A não linearidade narrativa dos diferentes episódios é notável, num vai e vem no tempo de recordação de Bittori, a espantosa revelação de uma grande Senhora, Elena Irureta, artista basca e guipuscoana, que assume o papel da viúva do pequeno-médio empresário de transportes, Txato, seu nome familiar. Vamos percebendo que uma outra força da natureza, Miren, protagonizada por Ana Gabarain, nacionalista, mãe de Joxe Mari, etarra e até ao último episódio presumível autor físico dos tiros que à queima roupa assinaram Txato (no fim coautor do atentado mas não dos disparos) vai emergindo e que aquelas duas mulheres vão ocupando o lugar central da narrativa.
A partir do desenlace inicial, da passagem do tempo que inclui o abandono da luta armada pela ETA e da perceção da morte que Bittori vai sentindo com o seu cancro cervical, tudo se resume à procura que esta última, num assomo de dignidade que a imagem de Elena Irureta no écran proporciona, realiza para saber a verdade (quem afinal matou Txato e obter de Joxé Mari um simples pedido de desculpa). A passagem do tempo vai proporcionando o lento reatar dos contactos entre as duas famílias.
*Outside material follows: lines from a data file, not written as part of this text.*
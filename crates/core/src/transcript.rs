//! The user-visible chat record.
//!
//! A [`Transcript`] only ever grows. Turns are appended by the chat session
//! and rendered in order; there is no way to edit or remove one.

use serde::{Deserialize, Serialize};

/// Who a turn belongs to.
#[derive(Debug, Clone, Copy, PartialEq, Eq, Serialize, Deserialize)]
#[serde(rename_all = "lowercase")]
pub enum TurnRole {
    User,
    Assistant,
}

impl TurnRole {
    pub fn as_str(&self) -> &'static str {
        match self {
            Self::User => "user",
            Self::Assistant => "assistant",
        }
    }
}

/// One role-tagged entry in a transcript.
#[derive(Debug, Clone, PartialEq, Eq, Serialize, Deserialize)]
pub struct Turn {
    pub role: TurnRole,
    pub content: String,
}

impl Turn {
    pub fn user(content: impl Into<String>) -> Self {
        Self {
            role: TurnRole::User,
            content: content.into(),
        }
    }

    pub fn assistant(content: impl Into<String>) -> Self {
        Self {
            role: TurnRole::Assistant,
            content: content.into(),
        }
    }
}

/// Ordered, append-only sequence of turns.
#[derive(Debug, Clone, Default, Serialize, Deserialize)]
#[serde(transparent)]
pub struct Transcript {
    turns: Vec<Turn>,
}

impl Transcript {
    pub fn new() -> Self {
        Self::default()
    }

    pub fn push_user(&mut self, content: impl Into<String>) {
        self.turns.push(Turn::user(content));
    }

    pub fn push_assistant(&mut self, content: impl Into<String>) {
        self.turns.push(Turn::assistant(content));
    }

    /// All turns in chronological order.
    pub fn turns(&self) -> &[Turn] {
        &self.turns
    }

    pub fn len(&self) -> usize {
        self.turns.len()
    }

    pub fn is_empty(&self) -> bool {
        self.turns.is_empty()
    }

    pub fn last(&self) -> Option<&Turn> {
        self.turns.last()
    }
}

#[cfg(test)]
mod tests {
    use super::*;

    #[test]
    fn starts_empty() {
        let transcript = Transcript::new();
        assert!(transcript.is_empty());
        assert!(transcript.last().is_none());
    }

    #[test]
    fn keeps_append_order() {
        let mut transcript = Transcript::new();
        transcript.push_user("hi");
        transcript.push_assistant("hello");
        transcript.push_user("again");

        let roles: Vec<_> = transcript.turns().iter().map(|t| t.role).collect();
        assert_eq!(
            roles,
            vec![TurnRole::User, TurnRole::Assistant, TurnRole::User]
        );
        assert_eq!(transcript.last().unwrap().content, "again");
    }

    #[test]
    fn serializes_as_plain_list() {
        let mut transcript = Transcript::new();
        transcript.push_user("What is up?");
        let json = serde_json::to_string(&transcript).unwrap();
        assert_eq!(json, r#"[{"role":"user","content":"What is up?"}]"#);
    }

    #[test]
    fn role_names() {
        assert_eq!(TurnRole::User.as_str(), "user");
        assert_eq!(TurnRole::Assistant.as_str(), "assistant");
    }
}
//! The toolchat agent: an OpenAI function-calling loop.
//!
//! Each run follows a **Call → Act → Observe** cycle:
//!
//! 1. **Build context**: system prompt, buffered prior exchanges, the prompt
//! 2. **Stream** a completion with every tool definition attached
//! 3. **If tool calls**: execute them, append the results, loop back to 2
//! 4. **If text only**: that text is the answer
//!
//! Progress is reported to an [`EventSink`] as it happens. The loop stops at
//! the first text-only response or when the iteration limit is reached.

pub mod functions_agent;
pub mod memory;
pub mod stream_event;

#[cfg(any(test, feature = "test-helpers"))]
pub mod test_helpers;

pub use functions_agent::{FunctionsAgent, STOPPED_MESSAGE};
pub use memory::ConversationBuffer;
pub use stream_event::{AgentStreamEvent, EventSink, NullSink};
Bittori fala com Joxian, pai de Joxé Mari, na sua horta e este visita o túmulo de Txato. Javier médico e filho de Bittori visita no hospital Arantxa filha de Miren vítima de um acidente vascular que a colocou numa cadeira de rodas. Nerea, filha de Bittori reencontra a sua antiga amiga de Pueblo Arantxa e esta última aproxima-se de Bittori, passando a ser uma espécie de intermediária à distância entre Bittori e Joxé Mari.
O episódio 8, que culmina a série, é talvez o mais metafórico. A carta de Joxé Mari chega finalmente e com ela o pedido de desculpas e com ela a revelação de que ele não conseguiu disparar.
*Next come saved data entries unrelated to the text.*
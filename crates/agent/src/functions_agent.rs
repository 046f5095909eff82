//! The function-calling agent loop.

use std::sync::Arc;

use toolchat_config::AgentConfig;
use toolchat_core::message::{Message, MessageToolCall};
use toolchat_core::provider::Usage;
use toolchat_core::tool::{ToolCall, ToolRegistry};
use toolchat_providers::ChatModel;
use tracing::{debug, info, warn};

use crate::memory::ConversationBuffer;
use crate::stream_event::{AgentStreamEvent, EventSink};

/// Answer given when the loop runs out of iterations.
pub const STOPPED_MESSAGE: &str = "Agent stopped due to iteration limit or time limit.";

const DEFAULT_SYSTEM_PROMPT: &str = "You are a helpful AI assistant.";
const DEFAULT_MAX_ITERATIONS: usize = 15;

/// An agent that lets the model pick tools through function calling.
///
/// Built once per session and reused for every turn; the conversation
/// buffer it owns carries earlier exchanges into later runs.
pub struct FunctionsAgent {
    model: ChatModel,
    tools: Arc<ToolRegistry>,
    memory: ConversationBuffer,
    system_prompt: String,
    max_iterations: usize,
}

/// What one pass through the model produced.
struct Step {
    text: String,
    tool_calls: Vec<MessageToolCall>,
    usage: Option<Usage>,
}

impl FunctionsAgent {
    pub fn new(model: ChatModel, tools: Arc<ToolRegistry>) -> Self {
        Self {
            model,
            tools,
            memory: ConversationBuffer::new(),
            system_prompt: DEFAULT_SYSTEM_PROMPT.into(),
            max_iterations: DEFAULT_MAX_ITERATIONS,
        }
    }

    /// Create an agent with the prompt and limit from configuration.
    pub fn from_config(model: ChatModel, tools: Arc<ToolRegistry>, config: &AgentConfig) -> Self {
        Self::new(model, tools)
            .with_system_prompt(&config.system_prompt)
            .with_max_iterations(config.max_iterations)
    }

    pub fn with_system_prompt(mut self, prompt: impl Into<String>) -> Self {
        self.system_prompt = prompt.into();
        self
    }

    /// Set the maximum number of model calls per run.
    pub fn with_max_iterations(mut self, max: usize) -> Self {
        self.max_iterations = max.max(1);
        self
    }

    pub fn memory(&self) -> &ConversationBuffer {
        &self.memory
    }

    pub fn tools(&self) -> &ToolRegistry {
        &self.tools
    }

    /// Run the agent on one prompt and return its final answer.
    ///
    /// Intermediate steps go to `sink` as they happen, ending with `Done`.
    /// Provider errors abort the run; nothing is saved to memory then.
    /// Tool failures are handed back to the model as the tool's output.
    pub async fn run(
        &mut self,
        prompt: &str,
        sink: &mut dyn EventSink,
    ) -> Result<String, toolchat_core::Error> {
        info!(
            model = %self.model.model(),
            remembered = self.memory.exchanges(),
            "Agent run started"
        );

        let mut messages = Vec::with_capacity(self.memory.messages().len() + 2);
        messages.push(Message::system(&self.system_prompt));
        messages.extend(self.memory.messages().iter().cloned());
        messages.push(Message::user(prompt));

        let definitions = self.tools.definitions();
        let mut tool_calls_made = 0;
        let mut usage = None;
        let mut answer = None;
        let mut iterations = 0;

        while iterations < self.max_iterations {
            iterations += 1;
            debug!(iteration = iterations, "Agent loop iteration");

            let step = self.step(messages.clone(), &definitions, sink).await?;
            if step.usage.is_some() {
                usage = step.usage;
            }

            if step.tool_calls.is_empty() {
                answer = Some(step.text);
                break;
            }

            debug!(tool_count = step.tool_calls.len(), "Executing tool calls");
            messages.push(Message::assistant_tool_calls(
                step.text,
                step.tool_calls.clone(),
            ));

            for tc in &step.tool_calls {
                let output = self.execute_tool(tc, sink).await;
                messages.push(Message::tool_result(&tc.id, output));
                tool_calls_made += 1;
            }
        }

        let answer = answer.unwrap_or_else(|| {
            warn!(iterations, "Max iterations reached, stopping agent");
            STOPPED_MESSAGE.to_string()
        });

        sink.emit(AgentStreamEvent::Done {
            answer: answer.clone(),
            usage,
            iterations,
            tool_calls_made,
        });
        self.memory.save_context(prompt, &answer);

        info!(iterations, tool_calls_made, "Agent run finished");
        Ok(answer)
    }

    /// Stream one completion, forwarding text deltas to the sink.
    async fn step(
        &self,
        messages: Vec<Message>,
        definitions: &[toolchat_core::ToolDefinition],
        sink: &mut dyn EventSink,
    ) -> Result<Step, toolchat_core::Error> {
        let mut rx = self.model.stream(messages, definitions.to_vec()).await?;
        let mut step = Step {
            text: String::new(),
            tool_calls: Vec::new(),
            usage: None,
        };

        while let Some(chunk) = rx.recv().await {
            let chunk = chunk?;
            if let Some(content) = chunk.content.filter(|c| !c.is_empty()) {
                step.text.push_str(&content);
                sink.emit(AgentStreamEvent::Chunk { content });
            }
            if chunk.done {
                step.tool_calls = chunk.tool_calls;
                step.usage = chunk.usage;
                break;
            }
        }

        Ok(step)
    }

    /// Execute one requested call; the returned text goes back to the model.
    async fn execute_tool(&self, tc: &MessageToolCall, sink: &mut dyn EventSink) -> String {
        let input: serde_json::Value = if tc.arguments.trim().is_empty() {
            serde_json::json!({})
        } else {
            serde_json::from_str(&tc.arguments)
                .unwrap_or_else(|_| serde_json::Value::String(tc.arguments.clone()))
        };

        sink.emit(AgentStreamEvent::ToolCall {
            id: tc.id.clone(),
            name: tc.name.clone(),
            input: input.clone(),
        });

        let call = ToolCall {
            id: tc.id.clone(),
            name: tc.name.clone(),
            arguments: input,
        };

        let (output, success) = match self.tools.execute(&call).await {
            Ok(result) => (result.output, result.success),
            Err(e) => {
                warn!(tool = %tc.name, error = %e, "Tool execution failed");
                (format!("Error: {e}"), false)
            }
        };

        sink.emit(AgentStreamEvent::ToolResult {
            id: tc.id.clone(),
            name: tc.name.clone(),
            output: output.clone(),
            success,
        });

        output
    }
}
Depois de uma arrepiante logística de Bittori de preparação para a morte, transmitida à sua filha Nerea, lê a carta em frente ao túmulo de Txato, regressa ao Pueblo, encontra-se na praça com Arantxa e toma conhecimento do início da sua recuperação. No seu percurso, cruza-se com Miren, abraçam-se furtivamente e emerge poderosa a metáfora de toda a série. No frio húmido do granito da rua em frente a casa em que Txato foi assassinado fica para sempre registada uma impossibilidade, a de aquelas duas famílias poderem reatar a sua familiaridade e proximidade. A convivência cívica vai ser possível, como o mostra o ambiente daquela pracinha do Pueblo, se excetuarmos alguns fanáticos que permanecerão algemados ao ódio, mas apenas isso. Bittori e Miren nunca mais poderão ser as amigas íntimas que eram tomando o seu chocolate nas belas cafetarias de San Sebastián. Não porque a morte devolverá Bittori à companhia de Txato. Mas porque o sangue que penetrou aquela rua nunca mais poderá ser esquecido por todos aqueles protagonistas. E aquele abraço furtivo entre Bittori e Miren é talvez a metáfora mais poderosa para descrever o futuro do País Basco.